→ **Work item**: Using the records below, find how many lines hold the word "installed" and reply with only that number.

::: Input data

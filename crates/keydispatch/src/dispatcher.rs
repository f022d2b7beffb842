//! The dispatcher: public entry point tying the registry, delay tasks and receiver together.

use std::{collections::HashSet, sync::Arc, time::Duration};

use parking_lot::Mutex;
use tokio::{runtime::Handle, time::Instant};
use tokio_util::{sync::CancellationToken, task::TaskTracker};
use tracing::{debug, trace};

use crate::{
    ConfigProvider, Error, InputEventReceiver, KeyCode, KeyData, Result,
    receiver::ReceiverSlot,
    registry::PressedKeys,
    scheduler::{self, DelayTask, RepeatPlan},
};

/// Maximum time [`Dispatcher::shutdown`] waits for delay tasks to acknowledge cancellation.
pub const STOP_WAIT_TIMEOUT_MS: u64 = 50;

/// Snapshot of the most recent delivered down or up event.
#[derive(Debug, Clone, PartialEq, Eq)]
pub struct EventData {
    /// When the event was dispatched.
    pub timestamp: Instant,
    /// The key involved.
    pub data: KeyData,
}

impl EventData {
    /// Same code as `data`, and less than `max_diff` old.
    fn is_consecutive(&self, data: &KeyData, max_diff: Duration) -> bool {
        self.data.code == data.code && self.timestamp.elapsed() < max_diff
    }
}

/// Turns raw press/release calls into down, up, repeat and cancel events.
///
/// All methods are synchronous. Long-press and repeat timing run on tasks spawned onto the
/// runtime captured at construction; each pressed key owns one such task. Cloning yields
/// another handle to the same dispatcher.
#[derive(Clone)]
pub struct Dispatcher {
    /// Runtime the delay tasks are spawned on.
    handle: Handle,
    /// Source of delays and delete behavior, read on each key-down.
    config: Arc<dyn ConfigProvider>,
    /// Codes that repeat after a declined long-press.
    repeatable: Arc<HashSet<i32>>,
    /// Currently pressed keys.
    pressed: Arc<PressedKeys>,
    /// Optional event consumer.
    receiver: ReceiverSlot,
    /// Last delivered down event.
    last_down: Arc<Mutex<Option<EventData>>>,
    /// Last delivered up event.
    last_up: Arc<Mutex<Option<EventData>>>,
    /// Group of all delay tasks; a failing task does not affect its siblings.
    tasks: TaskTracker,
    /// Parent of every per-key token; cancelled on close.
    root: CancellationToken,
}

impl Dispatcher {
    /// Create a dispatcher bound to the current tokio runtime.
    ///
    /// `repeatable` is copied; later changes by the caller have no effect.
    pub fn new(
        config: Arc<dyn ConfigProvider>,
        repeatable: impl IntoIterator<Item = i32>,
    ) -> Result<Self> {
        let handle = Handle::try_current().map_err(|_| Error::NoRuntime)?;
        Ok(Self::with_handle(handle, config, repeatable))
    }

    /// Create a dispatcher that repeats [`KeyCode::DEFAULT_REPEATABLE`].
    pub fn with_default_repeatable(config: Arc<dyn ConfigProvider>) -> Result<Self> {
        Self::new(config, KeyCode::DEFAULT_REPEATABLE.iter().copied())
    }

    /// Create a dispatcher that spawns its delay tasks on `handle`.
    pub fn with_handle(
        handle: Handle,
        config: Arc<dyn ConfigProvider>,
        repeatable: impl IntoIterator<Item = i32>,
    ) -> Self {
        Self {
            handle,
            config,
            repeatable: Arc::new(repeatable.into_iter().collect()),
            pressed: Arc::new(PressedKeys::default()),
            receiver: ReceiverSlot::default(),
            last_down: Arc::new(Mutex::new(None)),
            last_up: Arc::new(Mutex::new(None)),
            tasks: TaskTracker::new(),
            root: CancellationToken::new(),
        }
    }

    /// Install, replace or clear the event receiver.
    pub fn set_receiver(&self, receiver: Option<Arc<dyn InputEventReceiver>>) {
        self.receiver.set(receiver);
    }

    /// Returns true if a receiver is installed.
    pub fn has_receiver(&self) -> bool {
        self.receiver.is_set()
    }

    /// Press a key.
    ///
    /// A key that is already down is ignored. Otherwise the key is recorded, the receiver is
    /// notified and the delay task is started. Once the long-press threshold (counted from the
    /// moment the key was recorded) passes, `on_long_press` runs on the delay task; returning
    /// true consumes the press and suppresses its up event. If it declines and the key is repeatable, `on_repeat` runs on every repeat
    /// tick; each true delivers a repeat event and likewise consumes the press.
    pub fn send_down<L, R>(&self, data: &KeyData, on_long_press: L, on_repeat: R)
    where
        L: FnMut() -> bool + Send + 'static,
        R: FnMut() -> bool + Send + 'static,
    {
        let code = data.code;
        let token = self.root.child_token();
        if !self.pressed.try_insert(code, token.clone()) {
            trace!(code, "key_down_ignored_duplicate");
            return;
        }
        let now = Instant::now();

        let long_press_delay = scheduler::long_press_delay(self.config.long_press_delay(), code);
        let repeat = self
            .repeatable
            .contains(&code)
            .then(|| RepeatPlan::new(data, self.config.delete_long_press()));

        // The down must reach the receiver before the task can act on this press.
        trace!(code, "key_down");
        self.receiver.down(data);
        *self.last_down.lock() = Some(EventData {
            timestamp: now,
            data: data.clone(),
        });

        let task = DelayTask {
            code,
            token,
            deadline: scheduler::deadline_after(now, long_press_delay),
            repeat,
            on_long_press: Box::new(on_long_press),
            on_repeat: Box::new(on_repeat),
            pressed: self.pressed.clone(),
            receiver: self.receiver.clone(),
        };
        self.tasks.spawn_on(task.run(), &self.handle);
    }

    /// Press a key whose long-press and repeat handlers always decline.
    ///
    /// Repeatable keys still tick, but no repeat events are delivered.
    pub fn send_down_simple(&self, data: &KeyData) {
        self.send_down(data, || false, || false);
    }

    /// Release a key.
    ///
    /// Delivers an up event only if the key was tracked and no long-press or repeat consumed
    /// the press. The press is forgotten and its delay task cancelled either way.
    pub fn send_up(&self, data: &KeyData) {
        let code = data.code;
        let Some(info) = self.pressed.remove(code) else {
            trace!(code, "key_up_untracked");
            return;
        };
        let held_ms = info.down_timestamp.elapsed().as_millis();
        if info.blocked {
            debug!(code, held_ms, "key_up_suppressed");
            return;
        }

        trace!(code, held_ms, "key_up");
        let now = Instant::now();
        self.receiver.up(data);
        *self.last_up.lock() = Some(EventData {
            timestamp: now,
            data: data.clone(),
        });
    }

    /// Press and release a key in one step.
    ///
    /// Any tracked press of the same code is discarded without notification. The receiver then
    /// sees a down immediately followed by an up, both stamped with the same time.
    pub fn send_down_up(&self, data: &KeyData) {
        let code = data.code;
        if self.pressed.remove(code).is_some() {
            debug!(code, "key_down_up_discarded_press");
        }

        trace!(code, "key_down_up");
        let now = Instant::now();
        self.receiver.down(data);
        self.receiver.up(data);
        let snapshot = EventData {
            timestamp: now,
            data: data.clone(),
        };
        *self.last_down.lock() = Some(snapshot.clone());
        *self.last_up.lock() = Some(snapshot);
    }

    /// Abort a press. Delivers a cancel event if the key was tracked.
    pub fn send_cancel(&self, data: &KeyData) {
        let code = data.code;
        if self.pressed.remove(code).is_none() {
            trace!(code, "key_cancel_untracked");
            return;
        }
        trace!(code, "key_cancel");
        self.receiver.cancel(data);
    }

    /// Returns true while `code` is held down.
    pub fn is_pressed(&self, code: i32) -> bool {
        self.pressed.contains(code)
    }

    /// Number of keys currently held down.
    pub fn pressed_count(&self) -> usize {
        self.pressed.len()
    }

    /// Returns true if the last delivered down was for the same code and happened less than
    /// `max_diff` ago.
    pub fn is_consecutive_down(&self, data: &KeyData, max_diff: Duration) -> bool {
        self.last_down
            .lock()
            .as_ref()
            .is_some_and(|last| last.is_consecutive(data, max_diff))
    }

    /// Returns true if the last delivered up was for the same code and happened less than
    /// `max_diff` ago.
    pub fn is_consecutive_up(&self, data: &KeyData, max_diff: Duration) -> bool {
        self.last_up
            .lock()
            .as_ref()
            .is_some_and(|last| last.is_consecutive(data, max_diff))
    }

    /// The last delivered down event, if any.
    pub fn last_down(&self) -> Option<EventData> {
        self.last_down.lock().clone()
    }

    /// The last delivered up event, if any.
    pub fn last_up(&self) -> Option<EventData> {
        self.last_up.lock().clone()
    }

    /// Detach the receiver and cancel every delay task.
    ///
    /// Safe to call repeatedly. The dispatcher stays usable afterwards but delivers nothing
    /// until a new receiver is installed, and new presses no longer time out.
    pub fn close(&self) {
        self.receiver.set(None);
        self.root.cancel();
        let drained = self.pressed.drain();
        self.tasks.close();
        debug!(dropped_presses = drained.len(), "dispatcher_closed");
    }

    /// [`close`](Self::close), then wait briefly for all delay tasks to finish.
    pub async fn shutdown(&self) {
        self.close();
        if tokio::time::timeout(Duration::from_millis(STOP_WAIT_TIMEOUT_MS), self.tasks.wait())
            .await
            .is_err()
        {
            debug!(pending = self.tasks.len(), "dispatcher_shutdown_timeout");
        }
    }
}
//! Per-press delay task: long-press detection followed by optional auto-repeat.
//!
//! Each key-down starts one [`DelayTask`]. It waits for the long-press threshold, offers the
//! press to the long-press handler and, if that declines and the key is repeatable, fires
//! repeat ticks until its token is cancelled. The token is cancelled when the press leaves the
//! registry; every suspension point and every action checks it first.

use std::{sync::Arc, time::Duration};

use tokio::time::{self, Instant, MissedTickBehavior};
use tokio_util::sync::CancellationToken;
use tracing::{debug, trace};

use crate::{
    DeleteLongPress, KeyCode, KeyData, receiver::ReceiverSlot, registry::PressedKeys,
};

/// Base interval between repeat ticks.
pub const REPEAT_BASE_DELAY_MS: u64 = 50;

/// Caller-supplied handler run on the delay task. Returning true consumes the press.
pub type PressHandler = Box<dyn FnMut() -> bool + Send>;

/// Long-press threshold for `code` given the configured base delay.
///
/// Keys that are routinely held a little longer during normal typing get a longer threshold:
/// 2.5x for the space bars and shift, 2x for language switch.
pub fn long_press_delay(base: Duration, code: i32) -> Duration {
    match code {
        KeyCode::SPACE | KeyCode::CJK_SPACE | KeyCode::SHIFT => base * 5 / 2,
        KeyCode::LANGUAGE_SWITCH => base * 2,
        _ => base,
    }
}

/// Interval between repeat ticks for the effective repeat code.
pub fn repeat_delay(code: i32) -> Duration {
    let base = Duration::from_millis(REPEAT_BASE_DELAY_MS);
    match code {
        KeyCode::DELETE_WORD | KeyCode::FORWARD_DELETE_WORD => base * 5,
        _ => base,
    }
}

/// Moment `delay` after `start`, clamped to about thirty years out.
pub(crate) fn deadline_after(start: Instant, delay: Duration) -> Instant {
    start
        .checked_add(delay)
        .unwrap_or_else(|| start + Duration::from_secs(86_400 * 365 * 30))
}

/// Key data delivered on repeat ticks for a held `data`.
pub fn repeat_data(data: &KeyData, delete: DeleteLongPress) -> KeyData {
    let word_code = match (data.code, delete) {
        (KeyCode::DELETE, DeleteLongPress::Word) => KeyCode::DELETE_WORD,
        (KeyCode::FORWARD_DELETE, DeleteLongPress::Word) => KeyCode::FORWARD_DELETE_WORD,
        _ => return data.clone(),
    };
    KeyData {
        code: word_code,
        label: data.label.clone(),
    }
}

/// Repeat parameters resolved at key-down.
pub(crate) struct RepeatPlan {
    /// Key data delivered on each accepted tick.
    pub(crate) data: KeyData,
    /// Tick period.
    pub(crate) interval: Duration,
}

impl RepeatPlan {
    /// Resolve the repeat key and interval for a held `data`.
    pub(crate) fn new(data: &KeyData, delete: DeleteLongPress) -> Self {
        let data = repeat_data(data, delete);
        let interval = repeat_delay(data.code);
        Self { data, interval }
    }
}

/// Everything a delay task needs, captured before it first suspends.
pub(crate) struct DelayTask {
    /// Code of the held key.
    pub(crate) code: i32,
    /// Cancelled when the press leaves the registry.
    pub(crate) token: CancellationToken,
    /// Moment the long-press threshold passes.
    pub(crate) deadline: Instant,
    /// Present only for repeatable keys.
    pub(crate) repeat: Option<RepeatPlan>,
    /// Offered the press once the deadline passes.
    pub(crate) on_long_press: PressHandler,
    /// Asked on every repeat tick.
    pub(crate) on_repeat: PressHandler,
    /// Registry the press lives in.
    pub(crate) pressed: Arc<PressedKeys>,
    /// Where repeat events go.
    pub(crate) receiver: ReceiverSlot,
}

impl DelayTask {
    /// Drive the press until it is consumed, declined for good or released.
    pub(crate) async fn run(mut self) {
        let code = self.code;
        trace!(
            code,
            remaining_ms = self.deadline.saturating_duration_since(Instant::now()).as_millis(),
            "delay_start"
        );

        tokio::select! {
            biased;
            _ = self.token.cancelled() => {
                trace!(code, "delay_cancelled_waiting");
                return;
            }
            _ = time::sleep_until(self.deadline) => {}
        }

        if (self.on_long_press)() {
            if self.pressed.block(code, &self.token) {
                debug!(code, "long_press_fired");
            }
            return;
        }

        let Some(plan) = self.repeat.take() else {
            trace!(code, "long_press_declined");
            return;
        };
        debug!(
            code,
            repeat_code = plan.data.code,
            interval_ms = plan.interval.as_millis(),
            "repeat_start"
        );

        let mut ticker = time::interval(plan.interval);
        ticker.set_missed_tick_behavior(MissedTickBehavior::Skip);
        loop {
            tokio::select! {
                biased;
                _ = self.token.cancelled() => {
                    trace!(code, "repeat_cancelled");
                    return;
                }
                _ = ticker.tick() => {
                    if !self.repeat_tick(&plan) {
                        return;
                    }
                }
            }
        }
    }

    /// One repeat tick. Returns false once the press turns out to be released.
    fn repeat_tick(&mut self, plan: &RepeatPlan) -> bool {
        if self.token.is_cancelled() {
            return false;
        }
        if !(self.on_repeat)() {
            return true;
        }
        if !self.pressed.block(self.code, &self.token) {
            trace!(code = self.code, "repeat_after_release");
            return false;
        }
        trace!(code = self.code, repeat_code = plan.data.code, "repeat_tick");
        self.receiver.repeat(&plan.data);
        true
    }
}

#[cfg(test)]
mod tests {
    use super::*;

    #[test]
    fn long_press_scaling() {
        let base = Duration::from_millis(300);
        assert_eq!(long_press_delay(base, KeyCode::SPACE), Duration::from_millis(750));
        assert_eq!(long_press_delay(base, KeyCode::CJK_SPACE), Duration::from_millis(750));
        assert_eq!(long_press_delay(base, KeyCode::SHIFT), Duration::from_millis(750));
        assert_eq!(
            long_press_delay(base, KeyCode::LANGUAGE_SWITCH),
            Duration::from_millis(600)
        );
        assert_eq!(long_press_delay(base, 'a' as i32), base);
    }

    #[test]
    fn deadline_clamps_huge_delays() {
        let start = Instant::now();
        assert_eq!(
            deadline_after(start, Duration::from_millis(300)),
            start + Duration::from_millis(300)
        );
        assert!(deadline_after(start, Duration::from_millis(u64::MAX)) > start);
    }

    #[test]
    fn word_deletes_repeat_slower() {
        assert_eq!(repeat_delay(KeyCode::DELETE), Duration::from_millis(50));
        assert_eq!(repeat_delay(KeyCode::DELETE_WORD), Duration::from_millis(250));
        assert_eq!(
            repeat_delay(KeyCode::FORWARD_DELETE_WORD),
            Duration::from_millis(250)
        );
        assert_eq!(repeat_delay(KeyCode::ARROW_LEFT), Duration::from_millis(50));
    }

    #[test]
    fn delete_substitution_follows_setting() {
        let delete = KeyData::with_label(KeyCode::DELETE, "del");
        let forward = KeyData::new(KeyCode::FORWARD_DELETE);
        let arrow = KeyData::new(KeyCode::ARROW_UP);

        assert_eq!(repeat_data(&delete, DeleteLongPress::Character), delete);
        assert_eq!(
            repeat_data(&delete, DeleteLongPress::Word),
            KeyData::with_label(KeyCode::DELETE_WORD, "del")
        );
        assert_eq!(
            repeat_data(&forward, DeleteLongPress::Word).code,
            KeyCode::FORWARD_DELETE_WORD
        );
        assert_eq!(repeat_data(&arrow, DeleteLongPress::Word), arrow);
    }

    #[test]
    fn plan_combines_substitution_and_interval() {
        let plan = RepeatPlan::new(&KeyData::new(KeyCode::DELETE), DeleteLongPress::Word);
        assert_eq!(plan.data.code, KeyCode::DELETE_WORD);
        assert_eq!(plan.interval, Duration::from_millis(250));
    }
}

::::::

→ **Answer box**: 2